The bill mirrors one introduced this past May in the House by Reps. Paul Tonko (D-NY), Antonio Delgado (D-NY), Ben Ray Lujan (D-NM), Ted Budd (R-NC), Elise Stefanik (R-NY) and Michael Turner (R-OH).

Both bills target a long-standing challenge to the expansion of MAT programs: the requirement that providers apply for a waiver from the US Drug Enforcement Agency (DEA) to prescribe buprenorphine for substance abuse disorder (SUD) treatment.

The process includes eight hours of training and approval from the Substance Abuse and Mental Health Services Administration (SAMHSA), which gives the clinician a code that must be used to prescribe buprenorphine. The waiver allows clinicians to prescribe medication for as many as 30 patients during the first year, with the ability to apply to expand that number to 100 after the first year and up to a maximum of 275.

That process scares away many providers who don’t have the time or resources to apply for the waiver, as well as those living in rural areas. As a result, many providers with waivers live in urban areas and focus on in-person treatment.

Legislators say they want to expand opportunities for providers to treat patients, both by making it easier to prescribe medications and use virtual care platforms.

“If healthcare professionals are able to prescribe opioids to patients, then they should able to prescribe medications that help manage opioid dependence as well,” Murkowski said in a press release. “By removing barriers to life-saving medication-assisted treatments that have been clinically proven to help patients safely reduce or even end their dependence on opioids, we can ensure Americans struggling with substance abuse have access to the treatment they need to fully recover.” 

Murkowski reportedly lobbied to include a provision in the bill that would amend the Controlled Substances Act “to allow patients being treated by community health aides or community health practitioners to dispense a narcotic drug in schedule III, IV, or V, such as buprenorphine, or a combination of such drugs, to an individual for medication-assisted treatment if the drug is prescribed by a practitioner through telemedicine.”

That clause is particularly helpful in rural states like Alaska, where those dealing with substance abuse and their care providers often face access issues tied to geography and weather.

“By allowing community health aides and practitioners to dispense needed medications locally, this bill will eliminate the significant travel burden that many Alaskans fighting addiction in rural communities currently face,” Andy Teuber, Chairman and President of the Alaska Native Tribal Health Consortium, said in the press release.

The waiver requirement was put in place in 2008 with passage of the Ryan Haight Act, which prohibits physicians from prescribing controlled substances electronically until they have conducted an in-person examination, or if they meet the federal definition of practicing telemedicine.  The definition requires that the patient be treated by, and physically located in, a hospital or clinic which has a valid DEA registration and the telemedicine practitioner is treating the patient in the usual course of professional practice.

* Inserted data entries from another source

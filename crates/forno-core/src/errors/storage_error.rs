//! Local-persistence errors.
//!
//! These never reach the user: callers log them and degrade to
//! in-memory-only behavior for the session.

/// Errors that can occur in the local key-value store.
#[derive(Debug, thiserror::Error)]
pub enum StorageError {
    #[error("SQLite error: {message}")]
    SqliteError { message: String },

    #[error("serialization error: {message}")]
    Serialization { message: String },

    #[error("store lock poisoned")]
    Poisoned,

    #[error("save writer disconnected")]
    WriterDisconnected,
}
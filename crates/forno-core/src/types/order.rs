//! Order snapshot types: the shapes written to and read from the remote store.
//!
//! An order's line items are immutable once created; only `status` (and the
//! append-only status history) changes afterwards.

use std::fmt;

use serde::{Deserialize, Serialize};

use super::money::Cents;

/// Order lifecycle states, in tracking-timeline order.
#[derive(Debug, Clone, Copy, PartialEq, Eq, Serialize, Deserialize)]
#[serde(rename_all = "snake_case")]
pub enum OrderStatus {
    Pending,
    Confirmed,
    Preparing,
    Ready,
    OutForDelivery,
    Delivered,
    Cancelled,
}

impl OrderStatus {
    /// Wire representation, matching the remote store's status column.
    pub fn as_str(&self) -> &'static str {
        match self {
            Self::Pending => "pending",
            Self::Confirmed => "confirmed",
            Self::Preparing => "preparing",
            Self::Ready => "ready",
            Self::OutForDelivery => "out_for_delivery",
            Self::Delivered => "delivered",
            Self::Cancelled => "cancelled",
        }
    }

    /// Customer-facing label for the tracking timeline.
    pub fn display_name(&self) -> &'static str {
        match self {
            Self::Pending => "Order Placed",
            Self::Confirmed => "Confirmed",
            Self::Preparing => "Preparing",
            Self::Ready => "Ready for Pickup",
            Self::OutForDelivery => "On the Way",
            Self::Delivered => "Delivered",
            Self::Cancelled => "Cancelled",
        }
    }
}

impl fmt::Display for OrderStatus {
    fn fmt(&self, f: &mut fmt::Formatter<'_>) -> fmt::Result {
        f.write_str(self.as_str())
    }
}

/// Checkout payment selector. Card is collected on delivery; there is no
/// gateway integration.
#[derive(Debug, Clone, Copy, PartialEq, Eq, Serialize, Deserialize)]
#[serde(rename_all = "snake_case")]
pub enum PaymentMethod {
    CashOnDelivery,
    Card,
}

/// Customer-entered delivery destination.
#[derive(Debug, Clone, PartialEq, Serialize, Deserialize)]
pub struct DeliveryAddress {
    pub street: String,
    pub city: String,
    pub zip: String,
    pub coordinates: Option<(f64, f64)>,
}

/// Discriminant for order item rows; mirrors the cart's line-item kinds.
#[derive(Debug, Clone, Copy, PartialEq, Eq, Serialize, Deserialize)]
#[serde(rename_all = "snake_case")]
pub enum OrderItemKind {
    MenuItem,
    CustomPizza,
    Deal,
}

/// One line of a created order, as stored remotely.
#[derive(Debug, Clone, PartialEq, Serialize, Deserialize)]
pub struct OrderItem {
    pub item_type: OrderItemKind,
    pub item_id: String,
    pub item_name: String,
    pub item_description: Option<String>,
    pub quantity: u32,
    pub unit_price: Cents,
    pub total_price: Cents,
    pub customizations: Option<serde_json::Value>,
}

/// A created order: checkout snapshot plus mutable status.
#[derive(Debug, Clone, PartialEq, Serialize, Deserialize)]
pub struct Order {
    pub id: String,
    pub order_number: String,
    pub customer_name: String,
    pub customer_email: String,
    pub customer_phone: String,
    pub delivery_address: DeliveryAddress,
    pub order_notes: Option<String>,
    pub payment_method: PaymentMethod,
    pub subtotal: Cents,
    pub tax_amount: Cents,
    pub delivery_fee: Cents,
    pub total_amount: Cents,
    pub status: OrderStatus,
    pub created_at_ms: i64,
    pub updated_at_ms: i64,
}

/// One row of an order's append-only status history.
#[derive(Debug, Clone, PartialEq, Serialize, Deserialize)]
pub struct OrderStatusEntry {
    pub order_id: String,
    pub status: OrderStatus,
    pub notes: Option<String>,
    pub created_by: String,
    pub created_at_ms: i64,
}
//! Remote-store failures. No structured codes cross into the UI layer;
//! the message is for logs, the variant for tests.

/// Errors from the hosted backend. None of these are retried
/// automatically; every failure is terminal for that user action.
#[derive(Debug, thiserror::Error)]
pub enum RemoteError {
    #[error("remote store unavailable: {message}")]
    Unavailable { message: String },

    #[error("remote store rejected the request: {message}")]
    Rejected { message: String },

    #[error("{what} not found")]
    NotFound { what: String },
}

While there are exceptions made for telemedicine, the language is murky. Since 2015, telemedicine advocates have lobbied the DEA to create a special registration process to prescriptions of controlled substances through telemedicine without need for an in-person exam. While the DEA has signaled in interest in agreeing to the caveat, it hasn’t yet.

Healthcare providers are also increasingly using telemedicine – including Project ECHO programs – to extend the reach of providers who have a DEA waiver to both treat patients and help clinics and practices in rural and remote parts of the country.